═════ GIVEN RECORDS

use super::spec::{ChartData, ChartKind, ChartSpec, Encoding, ScatterPoint};
use crate::dataset::RowSet;
use crate::filter::filter_by_site;
use crate::records::SiteSelection;

/// Builds the payload-versus-outcome scatter, one point per row.
///
/// `rows` are expected to be restricted to the payload range already; the site
/// filter is applied here when a single site is selected.
pub fn build_scatter_chart(rows: &RowSet<'_>, selected_site: &SiteSelection) -> ChartSpec {
    let points = filter_by_site(rows, selected_site)
        .iter()
        .map(|record| ScatterPoint {
            payload_mass_kg: record.payload_mass_kg,
            outcome: record.outcome,
            booster_version_category: record.booster_version_category.clone(),
            launch_site: record.launch_site.clone(),
        })
        .collect();

    let title = match selected_site {
        SiteSelection::All => "Payload vs. Launch Outcome for All Sites".to_string(),
        SiteSelection::Site(name) => format!("Payload vs. Launch Outcome for {name}"),
    };

    ChartSpec {
        kind: ChartKind::Scatter,
        title,
        data: ChartData::Points(points),
        encoding: Encoding {
            x: Some("Payload Mass (kg)".into()),
            y: Some("class".into()),
            color: Some("Booster Version Category".into()),
            labels: Some("Launch Site".into()),
            values: None,
        },
    }
}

══════════

# ASSIGNMENT:
What lines in the data above carry "ScatterPoint"? Return them all.

# EXERCISE RESPONSE:
use super::spec::{ChartData, ChartKind, ChartSpec, Encoding, ScatterPoint};
        .map(|record| ScatterPoint {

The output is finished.